An evaluation of seismic hazard in La Hispaniola, after the 2010 Haiti earthquake

An evaluation of the seismic hazard in La Hispaniola Island has been carried out, as part of the cooperative project SISMO-HAITI, supported by the Technical University of Madrid (UPM) and developed by several Spanish Universities, the National Observatory of Environment and Vulnerability) ONEV of Haiti, and with contributions from the Puerto Rico Seismic Network (PRSN) and University Seismological Institute of Dominican Republic (ISU). The study was aimed at obtaining results suitable for seismic design purposes. It started with the elaboration of a seismic catalogue for the Hispaniola Island, requiring an exhaustive revision of data reported by more than 20 seismic agencies, apart from these from the PRSN and ISU. The final catalogue contains 96 historical earthquakes and 1690 instrumental events, and it was homogenized to moment magnitude, Mw. Seismotectonic models proposed for the region were revised and a new regional zonation was proposed, taking into account geological andtectonic data, seismicity, focal mechanisms, and GPS observations.
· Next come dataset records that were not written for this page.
use std::{
    fs,
    path::{Path, PathBuf},
};

use serde::{Deserialize, Serialize};

use crate::{Result, VisualizerError};

const APP_DIR: &str = "audio-visualizer";

/// Top-level configuration structure for the application.
///
/// Passed explicitly to the preview pipeline and preset store instead of being
/// looked up from shared state.
#[derive(Debug, Clone, Default, PartialEq, Serialize, Deserialize)]
#[serde(default)]
pub struct AppConfig {
    pub preview: PreviewConfig,
    pub presets: PresetConfig,
}

impl AppConfig {
    /// Location of the settings file when none is given on the command line.
    pub fn default_path() -> PathBuf {
        dirs::config_dir()
            .unwrap_or_else(|| PathBuf::from("."))
            .join(APP_DIR)
            .join("settings.json")
    }

    /// Reads the configuration at `path`, falling back to defaults when the
    /// file does not exist yet.
    pub fn load(path: &Path) -> Result<Self> {
        if !path.exists() {
            tracing::debug!(?path, "no settings file, using defaults");
            return Ok(Self::default());
        }

        let text = fs::read_to_string(path)?;
        let config: Self = serde_json::from_str(&text)?;
        config.validate()?;
        Ok(config)
    }

    pub fn save(&self, path: &Path) -> Result<()> {
        if let Some(parent) = path.parent() {
            fs::create_dir_all(parent)?;
        }
        fs::write(path, serde_json::to_string_pretty(self)?)?;
        Ok(())
    }

    pub fn validate(&self) -> Result<()> {
        self.preview.validate()
    }
}

/// Settings for the preview rendering worker.
#[derive(Debug, Clone, PartialEq, Serialize, Deserialize)]
#[serde(default)]
pub struct PreviewConfig {
    pub output_width: u32,
    pub output_height: u32,
    /// Image pasted onto the transparent base canvas before scaling.
    pub background: Option<PathBuf>,
    /// Maximum number of queued render requests (in-flight plus pending).
    pub queue_capacity: usize,
    pub poll_interval_ms: u64,
}

impl Default for PreviewConfig {
    fn default() -> Self {
        Self {
            output_width: 1280,
            output_height: 720,
            background: None,
            queue_capacity: 2,
            poll_interval_ms: 40,
        }
    }
}

impl PreviewConfig {
    pub fn validate(&self) -> Result<()> {
        if self.output_width == 0 || self.output_height == 0 {
            return Err(VisualizerError::InvalidConfig(
                "output resolution must be non-zero",
            ));
        }
        if self.queue_capacity == 0 {
            return Err(VisualizerError::InvalidConfig(
                "preview queue needs room for at least one request",
            ));
        }
        Ok(())
    }
}

/// Settings for the preset store.
#[derive(Debug, Clone, PartialEq, Serialize, Deserialize)]
#[serde(default)]
pub struct PresetConfig {
    pub preset_dir: PathBuf,
    /// Directory of the most recently imported or exported preset file.
    pub last_transfer_dir: Option<PathBuf>,
}

impl Default for PresetConfig {
    fn default() -> Self {
        Self {
            preset_dir: dirs::data_dir()
                .unwrap_or_else(|| PathBuf::from("."))
                .join(APP_DIR)
                .join("presets"),
            last_transfer_dir: None,
        }
    }
}

impl PresetConfig {
    /// Remembers the directory holding `file` for the next import or export.
    pub fn remember_transfer(&mut self, file: &Path) {
        self.last_transfer_dir = file.parent().map(Path::to_path_buf);
    }
}

#[cfg(test)]
mod tests {
    use super::*;

    #[test]
    fn missing_file_yields_defaults() {
        let dir = tempfile::tempdir().unwrap();
        let config = AppConfig::load(&dir.path().join("settings.json")).unwrap();
        assert_eq!(config, AppConfig::default());
    }

    #[test]
    fn partial_file_keeps_remaining_defaults() {
        let dir = tempfile::tempdir().unwrap();
        let path = dir.path().join("settings.json");
        fs::write(&path, r#"{ "preview": { "output_width": 640 } }"#).unwrap();

        let config = AppConfig::load(&path).unwrap();
        assert_eq!(config.preview.output_width, 640);
        assert_eq!(config.preview.output_height, 720);
        assert_eq!(config.preview.queue_capacity, 2);
    }

    #[test]
    fn saves_and_reloads() {
        let dir = tempfile::tempdir().unwrap();
        let path = dir.path().join("nested").join("settings.json");
        let mut config = AppConfig::default();
        config.presets.preset_dir = dir.path().join("presets");
        config.presets.remember_transfer(&dir.path().join("exports/a.avl"));

        config.save(&path).unwrap();
        assert_eq!(AppConfig::load(&path).unwrap(), config);
    }

    #[test]
    fn rejects_zero_resolution() {
        let config = PreviewConfig {
            output_height: 0,
            ..Default::default()
        };
        assert!(matches!(
            config.validate(),
            Err(VisualizerError::InvalidConfig(_))
        ));
    }
}
use chrono::{DateTime, Utc};

use crate::dates::LabeledDate;
use crate::format::format_date_diff;

const TITLE: &str = "TIC";
const HEADING_COLOR: &str = "red";

/// One rendered line of the page.
#[derive(Debug, Clone, PartialEq, Eq)]
pub struct PageEntry {
    pub label: String,
    pub elapsed: String,
}

/// Elapsed time since each date as of `now`, read in the date's own timezone.
pub fn entries(dates: &[LabeledDate], now: DateTime<Utc>) -> Vec<PageEntry> {
    dates
        .iter()
        .map(|d| PageEntry {
            label: d.label.clone(),
            elapsed: format_date_diff(&d.date, &now),
        })
        .collect()
}

fn escape_html(s: &str) -> String {
    s.replace('&', "&amp;")
        .replace('<', "&lt;")
        .replace('>', "&gt;")
        .replace('"', "&quot;")
        .replace('\'', "&#39;")
}

fn build_entry(entry: &PageEntry) -> String {
    format!(
        "<h2>{}</h2>\n<h1>{}</h1>\n",
        escape_html(&entry.label),
        escape_html(&entry.elapsed)
    )
}

/// Full HTML document listing every entry in order.
pub fn render(entries: &[PageEntry]) -> String {
    let body: String = entries.iter().map(build_entry).collect();

    format!(
        r#"<!DOCTYPE html>
<html>
<head>
<meta charset="utf-8">
<title>{TITLE}</title>
<style>
h1 {{
    color: {HEADING_COLOR};
}}
</style>
</head>
<body>
<center>
{body}</center>
</body>
</html>
"#
    )
}

#[cfg(test)]
mod tests {
    use super::*;
    use chrono::TimeZone;
    use chrono_tz::America::Toronto;

    fn entry(label: &str, elapsed: &str) -> PageEntry {
        PageEntry {
            label: label.to_string(),
            elapsed: elapsed.to_string(),
        }
    }

    #[test]
    fn entries_are_computed_in_the_dates_timezone() {
        let dates = vec![
            LabeledDate::midnight("first", 2016, 4, 7, Toronto).unwrap(),
            LabeledDate::midnight("second", 2016, 4, 27, Toronto).unwrap(),
        ];
        // 2020-04-07 00:30 in Toronto, but already 04:30 UTC
        let now = Utc.with_ymd_and_hms(2020, 4, 7, 4, 30, 0).unwrap();

        assert_eq!(
            entries(&dates, now),
            vec![entry("first", "4y"), entry("second", "3y 11m 10d")]
        );
    }

    #[test]
    fn empty_elapsed_on_the_day_itself() {
        let dates = vec![LabeledDate::midnight("today", 2016, 4, 7, Toronto).unwrap()];
        let now = Utc.with_ymd_and_hms(2016, 4, 7, 18, 0, 0).unwrap();
        assert_eq!(entries(&dates, now), vec![entry("today", "")]);
    }

    #[test]
    fn renders_entries_in_order() {
        let html = render(&[entry("Beto's TIC", "4y"), entry("In job", "1m 1d")]);

        assert!(html.starts_with("<!DOCTYPE html>"));
        assert!(html.contains("<title>TIC</title>"));
        assert!(html.contains("color: red;"));

        let first = html.find("<h2>Beto&#39;s TIC</h2>\n<h1>4y</h1>").unwrap();
        let second = html.find("<h2>In job</h2>\n<h1>1m 1d</h1>").unwrap();
        assert!(first < second);
    }

    #[test]
    fn escapes_labels() {
        let html = render(&[entry("<script>&", "")]);
        assert!(html.contains("<h2>&lt;script&gt;&amp;</h2>"));
        assert!(!html.contains("<script>"));
    }

    #[test]
    fn empty_page_still_renders() {
        let html = render(&[]);
        assert!(html.contains("<center>\n</center>"));
    }
}
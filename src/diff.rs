//! diff.rs
//!
//! Calendar-aware elapsed time between two instants, broken down as:
//!     years, months, days, hours, minutes, seconds
//!
//! Chrono only hands us absolute durations (no relativedelta), so the
//! field-by-field subtraction and the borrowing rules are done here:
//!   • seconds → minutes → hours → days → months → years, in that order
//!   • day underflow borrows the length of the earlier instant's month
//!   • leap years and varying month lengths

use chrono::{DateTime, Datelike, TimeZone, Timelike};

/// Elapsed calendar duration. Every field is non-negative; all but `years`
/// stay within their natural range.
#[derive(Debug, Clone, Copy, Default, PartialEq, Eq)]
pub struct DateDiff {
    pub years: u32,
    pub months: u32,
    pub days: u32,
    pub hours: u32,
    pub minutes: u32,
    pub seconds: u32,
}

/// Returns the unsigned calendar difference between `a` and `b`.
///
/// `b` is re-expressed in `a`'s timezone first, so the calendar fields of
/// both sides are read in the same context. Direction is discarded.
pub fn date_diff<A, B>(a: &DateTime<A>, b: &DateTime<B>) -> DateDiff
where
    A: TimeZone,
    B: TimeZone,
{
    let b = b.with_timezone(&a.timezone());

    // Wall-clock ordering. Only differs from instant ordering inside a DST fold.
    let (early, late) = if a.naive_local() > b.naive_local() {
        (b, a.clone())
    } else {
        (a.clone(), b)
    };

    let mut years = late.year() - early.year();
    let mut months = late.month() as i32 - early.month() as i32;
    let mut days = late.day() as i32 - early.day() as i32;
    let mut hours = late.hour() as i32 - early.hour() as i32;
    let mut minutes = late.minute() as i32 - early.minute() as i32;
    let mut seconds = late.second() as i32 - early.second() as i32;

    if seconds < 0 {
        seconds += 60;
        minutes -= 1;
    }
    if minutes < 0 {
        minutes += 60;
        hours -= 1;
    }
    if hours < 0 {
        hours += 24;
        days -= 1;
    }

    // Fix day underflow with the length of the month we started in
    if days < 0 {
        days += days_in_month(early.year(), early.month()) as i32;
        months -= 1;
    }

    // Fix month underflow
    if months < 0 {
        months += 12;
        years -= 1;
    }

    DateDiff {
        years: years as u32,
        months: months as u32,
        days: days as u32,
        hours: hours as u32,
        minutes: minutes as u32,
        seconds: seconds as u32,
    }
}

/// Returns number of days in a given year/month (handles leap years)
pub fn days_in_month(year: i32, month: u32) -> u32 {
    debug_assert!((1..=12).contains(&month), "month out of range: {month}");

    match month {
        1 | 3 | 5 | 7 | 8 | 10 | 12 => 31,
        4 | 6 | 9 | 11 => 30,
        2 => {
            if is_leap_year(year) {
                29
            } else {
                28
            }
        }
        _ => 30,
    }
}

/// Gregorian leap-year rule:
///   - divisible by 4 → leap year
///   - except divisible by 100 → not leap year
///   - except divisible by 400 → leap year
pub fn is_leap_year(year: i32) -> bool {
    (year % 4 == 0 && year % 100 != 0) || year % 400 == 0
}
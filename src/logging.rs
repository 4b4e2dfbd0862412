use std::sync::Once;
use tracing_subscriber::EnvFilter;

const DEFAULT_FILTER: &str = "tic=info";

/// Which subscriber to install.
#[derive(Debug, Clone, Copy, PartialEq, Eq)]
pub enum Profile {
    /// Human-readable lines
    Development,
    /// JSON lines
    Production,
}

static INIT_ONCE: Once = Once::new();

/// Install the global tracing subscriber. Later calls are no-ops.
///
/// `RUST_LOG` overrides the default `tic=info` filter.
pub fn init(profile: Profile) {
    INIT_ONCE.call_once(|| {
        let filter =
            EnvFilter::try_from_default_env().unwrap_or_else(|_| EnvFilter::new(DEFAULT_FILTER));

        match profile {
            Profile::Development => {
                tracing_subscriber::fmt().with_env_filter(filter).init();
            }
            Profile::Production => {
                tracing_subscriber::fmt()
                    .json()
                    .with_env_filter(filter)
                    .init();
            }
        }
    });
}
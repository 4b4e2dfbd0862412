use anyhow::{Context, Result, anyhow};
use chrono::{DateTime, TimeZone};
use chrono_tz::Tz;

/// A date worth counting from, shown as "time since".
#[derive(Debug, Clone)]
pub struct LabeledDate {
    pub label: String,
    pub date: DateTime<Tz>,
}

impl LabeledDate {
    /// Midnight of `year-month-day` in `tz`.
    pub fn midnight(label: &str, year: i32, month: u32, day: u32, tz: Tz) -> Result<Self> {
        let date = tz
            .with_ymd_and_hms(year, month, day, 0, 0, 0)
            .earliest()
            .ok_or_else(|| anyhow!("{year:04}-{month:02}-{day:02} has no midnight in {tz}"))?;

        Ok(Self {
            label: label.to_string(),
            date,
        })
    }
}

const HOME_TZ: &str = "America/Toronto";

/// The compiled-in dates, in display order.
pub fn meaningful_dates() -> Result<Vec<LabeledDate>> {
    let toronto: Tz = HOME_TZ
        .parse()
        .map_err(|e| anyhow!("{e}"))
        .with_context(|| format!("error loading timezone info for {HOME_TZ}"))?;

    Ok(vec![
        LabeledDate::midnight("Beto's TIC", 2016, 4, 7, toronto)?,
        LabeledDate::midnight("Girls' TIC", 2016, 4, 27, toronto)?,
        LabeledDate::midnight("In job", 2016, 4, 25, toronto)?,
    ])
}

#[cfg(test)]
mod tests {
    use super::*;
    use chrono::{Datelike, Timelike, Utc};

    #[test]
    fn three_dates_in_toronto() {
        let dates = meaningful_dates().unwrap();
        let labels: Vec<_> = dates.iter().map(|d| d.label.as_str()).collect();
        assert_eq!(labels, ["Beto's TIC", "Girls' TIC", "In job"]);

        for d in &dates {
            assert_eq!(d.date.timezone(), chrono_tz::America::Toronto);
            assert_eq!((d.date.year(), d.date.month()), (2016, 4));
            assert_eq!(d.date.hour(), 0);
        }
        // EDT in April
        assert_eq!(
            dates[0].date.with_timezone(&Utc),
            Utc.with_ymd_and_hms(2016, 4, 7, 4, 0, 0).unwrap()
        );
    }

    #[test]
    fn invalid_calendar_date_is_an_error() {
        assert!(LabeledDate::midnight("nope", 2015, 2, 29, Tz::UTC).is_err());
    }
}
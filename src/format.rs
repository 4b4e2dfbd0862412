use chrono::{DateTime, TimeZone};

use crate::diff::{DateDiff, date_diff};

/// Compact years/months/days rendering, e.g. "4y 1m 2d".
///
/// Zero components are skipped; a diff shorter than a day renders as "".
/// Hours, minutes and seconds are never displayed.
pub fn format_ymd(diff: &DateDiff) -> String {
    let mut parts = Vec::with_capacity(3);

    if diff.years > 0 {
        parts.push(format!("{}y", diff.years));
    }
    if diff.months > 0 {
        parts.push(format!("{}m", diff.months));
    }
    if diff.days > 0 {
        parts.push(format!("{}d", diff.days));
    }

    parts.join(" ")
}

/// Elapsed time between `a` and `b` as years, months and days.
pub fn format_date_diff<A: TimeZone, B: TimeZone>(a: &DateTime<A>, b: &DateTime<B>) -> String {
    format_ymd(&date_diff(a, b))
}
//! Recursive backtracking search over the time grid.
//!
//! Consumes the MRV-ordered candidate list, tentatively allocating each
//! option's slots on a single [`TimeGrid`] and rolling back on failure.
//! A slot conflict is never surfaced; it is the signal that drives the
//! search. Exhaustion and budget overrun are the only failure outcomes.

use thiserror::Error;

use crate::candidates::{build_candidates, Candidate};
use crate::config::SolverConfig;
use crate::grid::TimeGrid;
use crate::models::{Assignment, CourseMap, TimeSlot, Whitelist};
use crate::validation::{validate, ValidationError};
use crate::{log_attempt, log_decision, log_trace};

/// Failure outcomes of a solve call.
#[derive(Error, Debug, Clone, PartialEq, Eq)]
pub enum SolverError {
    /// Every combination of options clashes; no schedule exists.
    #[error("no clash-free combination of classes exists")]
    NoFeasibleSchedule,
    /// The allocation-attempt budget ran out before the search finished.
    #[error("search budget exhausted after {attempts} allocation attempts")]
    BudgetExceeded { attempts: u64 },
    /// The input violated its contract (caught before any search work).
    #[error(transparent)]
    InvalidInput(#[from] ValidationError),
}

/// Counters describing one finished search.
#[derive(Clone, Copy, Debug, Default, PartialEq, Eq)]
pub struct SearchStats {
    /// Allocation attempts made (one per option tried).
    pub attempts: u64,
}

/// Find one clash-free selection per (course, class-type) pair.
///
/// Validates the input, builds the MRV-ordered candidate list, and runs
/// the depth-first search against a fresh grid. The result is in
/// candidate order (MRV rank order); each assignment carries the true,
/// unrelaxed slots even for whitelisted class-types.
pub fn solve(
    courses: &CourseMap,
    whitelist: &Whitelist,
    config: &SolverConfig,
) -> Result<Vec<Assignment>, SolverError> {
    solve_with_stats(courses, whitelist, config).map(|(assignments, _)| assignments)
}

/// Like [`solve`], also returning search counters.
pub fn solve_with_stats(
    courses: &CourseMap,
    whitelist: &Whitelist,
    config: &SolverConfig,
) -> Result<(Vec<Assignment>, SearchStats), SolverError> {
    validate(courses, whitelist)?;
    let candidates = build_candidates(courses, whitelist)?;

    let mut searcher = Searcher {
        candidates: &candidates,
        grid: TimeGrid::new(),
        config,
        attempts: 0,
    };

    let mut chosen = Vec::with_capacity(candidates.len());
    let found = searcher.backtrack(0, &mut chosen)?;
    let stats = SearchStats {
        attempts: searcher.attempts,
    };
    if found {
        // The unwind pushes deepest-first; callers expect candidate order.
        chosen.reverse();
        Ok((chosen, stats))
    } else {
        Err(SolverError::NoFeasibleSchedule)
    }
}

/// Mutable state of one depth-first search. Never shared across calls;
/// the grid is mutated and rolled back along the active recursion only.
struct Searcher<'a> {
    candidates: &'a [Candidate],
    grid: TimeGrid,
    config: &'a SolverConfig,
    attempts: u64,
}

impl Searcher<'_> {
    /// Explore candidates from `index` onward. `Ok(true)` means a full
    /// assignment was found and pushed onto `chosen` during the unwind.
    /// On `Ok(false)` the grid is exactly as it was at entry.
    fn backtrack(
        &mut self,
        index: usize,
        chosen: &mut Vec<Assignment>,
    ) -> Result<bool, SolverError> {
        if index == self.candidates.len() {
            return Ok(true);
        }

        let candidate = &self.candidates[index];
        for option in &candidate.options {
            if !self.allocate(&option.search_slots)? {
                log_attempt!(
                    self.config.verbosity,
                    "clash: {} {} {}",
                    candidate.course_code,
                    candidate.class_type,
                    option.class_no
                );
                continue;
            }
            log_attempt!(
                self.config.verbosity,
                "placed: {} {} {}",
                candidate.course_code,
                candidate.class_type,
                option.class_no
            );
            log_trace!(self.config.verbosity, "grid now:\n{}", self.grid);

            if self.backtrack(index + 1, chosen)? {
                log_decision!(
                    self.config.verbosity,
                    "chose {} {} {}",
                    candidate.course_code,
                    candidate.class_type,
                    option.class_no
                );
                chosen.push(Assignment {
                    course_code: candidate.course_code.clone(),
                    class_no: option.class_no.clone(),
                    timeslots: option.true_slots.clone(),
                });
                return Ok(true);
            }

            self.deallocate(&option.search_slots);
        }

        log_decision!(
            self.config.verbosity,
            "exhausted: {} {}",
            candidate.course_code,
            candidate.class_type
        );
        Ok(false)
    }

    /// Tentatively occupy every slot of one option.
    ///
    /// On the first conflicting slot, the slots already added are
    /// cleared in reverse order, so a `false` return leaves the grid
    /// exactly as it was at entry. Counts one attempt against the
    /// budget; overrunning it aborts the whole search.
    fn allocate(&mut self, slots: &[TimeSlot]) -> Result<bool, SolverError> {
        if let Some(max) = self.config.max_attempts {
            if self.attempts >= max {
                return Err(SolverError::BudgetExceeded {
                    attempts: self.attempts,
                });
            }
        }
        self.attempts += 1;

        for (done, slot) in slots.iter().enumerate() {
            if !self.grid.add(slot.day, slot.start, slot.end) {
                for added in slots[..done].iter().rev() {
                    self.grid.clear(added.day, added.start, added.end);
                }
                return Ok(false);
            }
        }
        Ok(true)
    }

    /// Release every slot of a previously allocated option.
    fn deallocate(&mut self, slots: &[TimeSlot]) {
        for slot in slots.iter().rev() {
            self.grid.clear(slot.day, slot.start, slot.end);
        }
    }
}
//! Logging macros gated by solver verbosity.
//!
//! Zero-cost when disabled (verbosity=0). Levels:
//! - 0: SILENT (only errors)
//! - 1: DECISIONS (committed and backtracked selections)
//! - 2: ATTEMPTS (per-option allocation attempts and conflicts)
//! - 3: TRACE (block-level grid internals)

/// Verbosity level constants.
pub const VERBOSITY_SILENT: u8 = 0;
pub const VERBOSITY_DECISIONS: u8 = 1;
pub const VERBOSITY_ATTEMPTS: u8 = 2;
pub const VERBOSITY_TRACE: u8 = 3;

/// Log at DECISIONS level (verbosity >= 1).
///
/// Used for: committed class selections, exhausted candidates.
#[macro_export]
macro_rules! log_decision {
    ($verbosity:expr, $($arg:tt)*) => {
        if $verbosity >= $crate::logging::VERBOSITY_DECISIONS {
            eprintln!($($arg)*);
        }
    };
}

/// Log at ATTEMPTS level (verbosity >= 2).
///
/// Used for: option tries, clash rejections, rollbacks.
#[macro_export]
macro_rules! log_attempt {
    ($verbosity:expr, $($arg:tt)*) => {
        if $verbosity >= $crate::logging::VERBOSITY_ATTEMPTS {
            eprintln!($($arg)*);
        }
    };
}

/// Log at TRACE level (verbosity >= 3).
///
/// Used for: grid occupancy dumps, block arithmetic detail.
#[macro_export]
macro_rules! log_trace {
    ($verbosity:expr, $($arg:tt)*) => {
        if $verbosity >= $crate::logging::VERBOSITY_TRACE {
            eprintln!($($arg)*);
        }
    };
}
//! Fail-fast integrity checks on solver input.
//!
//! A failure here is a contract violation by the data-producing
//! collaborator, caught before any search state exists. Slot conflicts
//! are not errors; they are the mechanism driving backtracking.

use thiserror::Error;

use crate::models::{class_type_abbr, is_known_abbr, CourseMap, Whitelist};

/// Contract violations in solver input.
#[derive(Error, Debug, Clone, PartialEq, Eq)]
pub enum ValidationError {
    /// A clock time that is not a valid HHMM value.
    #[error("malformed time: {0:?}")]
    InvalidTime(String),
    /// A slot whose end precedes its start. Midnight-wrapping ranges
    /// are unsupported, not inferred.
    #[error("{course} {class_type} {class_no}: slot ends before it starts ({start}-{end})")]
    InvalidRange {
        course: String,
        class_type: String,
        class_no: String,
        start: String,
        end: String,
    },
    /// A class-type name outside the catalog's naming convention.
    #[error("course {course}: unknown class type {class_type:?}")]
    UnknownClassType { course: String, class_type: String },
    /// A whitelist entry naming an abbreviation outside the vocabulary.
    #[error("whitelist for {course}: unknown class-type abbreviation {abbr:?}")]
    UnknownAbbreviation { course: String, abbr: String },
}

/// Validate solver input before any search work.
///
/// Checks every slot's time ordering, every class-type name against the
/// abbreviation vocabulary, and every whitelist abbreviation. A
/// whitelist entry naming a class-type the course does not offer is not
/// an error; it is simply inert.
pub fn validate(courses: &CourseMap, whitelist: &Whitelist) -> Result<(), ValidationError> {
    for (course, class_types) in courses {
        for (class_type, options) in class_types {
            if class_type_abbr(class_type).is_none() {
                return Err(ValidationError::UnknownClassType {
                    course: course.clone(),
                    class_type: class_type.clone(),
                });
            }
            for (class_no, slots) in options {
                for slot in slots {
                    if slot.end < slot.start {
                        return Err(ValidationError::InvalidRange {
                            course: course.clone(),
                            class_type: class_type.clone(),
                            class_no: class_no.clone(),
                            start: slot.start.to_string(),
                            end: slot.end.to_string(),
                        });
                    }
                }
            }
        }
    }

    for (course, abbrs) in whitelist {
        for abbr in abbrs {
            if !is_known_abbr(abbr) {
                return Err(ValidationError::UnknownAbbreviation {
                    course: course.clone(),
                    abbr: abbr.clone(),
                });
            }
        }
    }

    Ok(())
}

#[cfg(test)]
mod tests {
    use super::*;
    use crate::models::{SlotTime, TimeSlot};
    use chrono::Weekday;
    use std::collections::BTreeMap;

    fn slot(start: u16, end: u16) -> TimeSlot {
        TimeSlot {
            day: Weekday::Mon,
            start: SlotTime::new(start).unwrap(),
            end: SlotTime::new(end).unwrap(),
            lesson_type: "Lecture".to_string(),
            class_no: "L1".to_string(),
        }
    }

    fn one_course(class_type: &str, slots: Vec<TimeSlot>) -> CourseMap {
        let mut options = BTreeMap::new();
        options.insert("L1".to_string(), slots);
        let mut class_types = BTreeMap::new();
        class_types.insert(class_type.to_string(), options);
        let mut courses = BTreeMap::new();
        courses.insert("CS3241".to_string(), class_types);
        courses
    }

    #[test]
    fn test_valid_input_passes() {
        let courses = one_course("Lecture", vec![slot(800, 1000)]);
        assert_eq!(validate(&courses, &BTreeMap::new()), Ok(()));
    }

    #[test]
    fn test_rejects_wrapped_range() {
        let courses = one_course("Lecture", vec![slot(1300, 1200)]);
        assert!(matches!(
            validate(&courses, &BTreeMap::new()),
            Err(ValidationError::InvalidRange { .. })
        ));
    }

    #[test]
    fn test_zero_duration_range_is_valid() {
        let courses = one_course("Lecture", vec![slot(1200, 1200)]);
        assert_eq!(validate(&courses, &BTreeMap::new()), Ok(()));
    }

    #[test]
    fn test_rejects_unknown_class_type() {
        let courses = one_course("Pop Quiz", vec![slot(800, 1000)]);
        assert!(matches!(
            validate(&courses, &BTreeMap::new()),
            Err(ValidationError::UnknownClassType { .. })
        ));
    }

    #[test]
    fn test_rejects_unknown_whitelist_abbreviation() {
        let courses = one_course("Lecture", vec![slot(800, 1000)]);
        let mut whitelist = BTreeMap::new();
        whitelist.insert("CS3241".to_string(), vec!["LECTURE".to_string()]);
        assert_eq!(
            validate(&courses, &whitelist),
            Err(ValidationError::UnknownAbbreviation {
                course: "CS3241".to_string(),
                abbr: "LECTURE".to_string(),
            })
        );
    }

    #[test]
    fn test_inert_whitelist_entry_is_fine() {
        // TUT is a known abbreviation even though the course offers no
        // tutorial; the entry simply never matches.
        let courses = one_course("Lecture", vec![slot(800, 1000)]);
        let mut whitelist = BTreeMap::new();
        whitelist.insert("CS3241".to_string(), vec!["TUT".to_string()]);
        assert_eq!(validate(&courses, &whitelist), Ok(()));
    }
}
In parallel, attenuation models for subduction and crustal zones were revised in previous projects and the most suitable for the Caribbean plate were selected. Then, a seismic hazard analysis was developed in terms of peak ground acceleration, PGA, and spectral accelerations, SA (T), for periods of 0.1, 0.2, 0.5, 1 and 2s, using the Probabilistic Seismic Hazard Assessment (PSHA) methodology. As a result, different hazard maps were obtained for the quoted parameters, together with Uniform Hazard Spectra for Port au Prince and the main cities in the country. Hazard deaggregation was also carried out in these towns, for the target motion given by the PGA and SA (1s) obtained for return periods of 475, 975 and 2475 years. Therefore, the controlling earthquakes for short- and long-period target motions were derived. This study was started a few months after the 2010 earthquake, as a response to an aid request from the Haitian government to the UPM, and the results are available for the definition of the first building code in Haiti.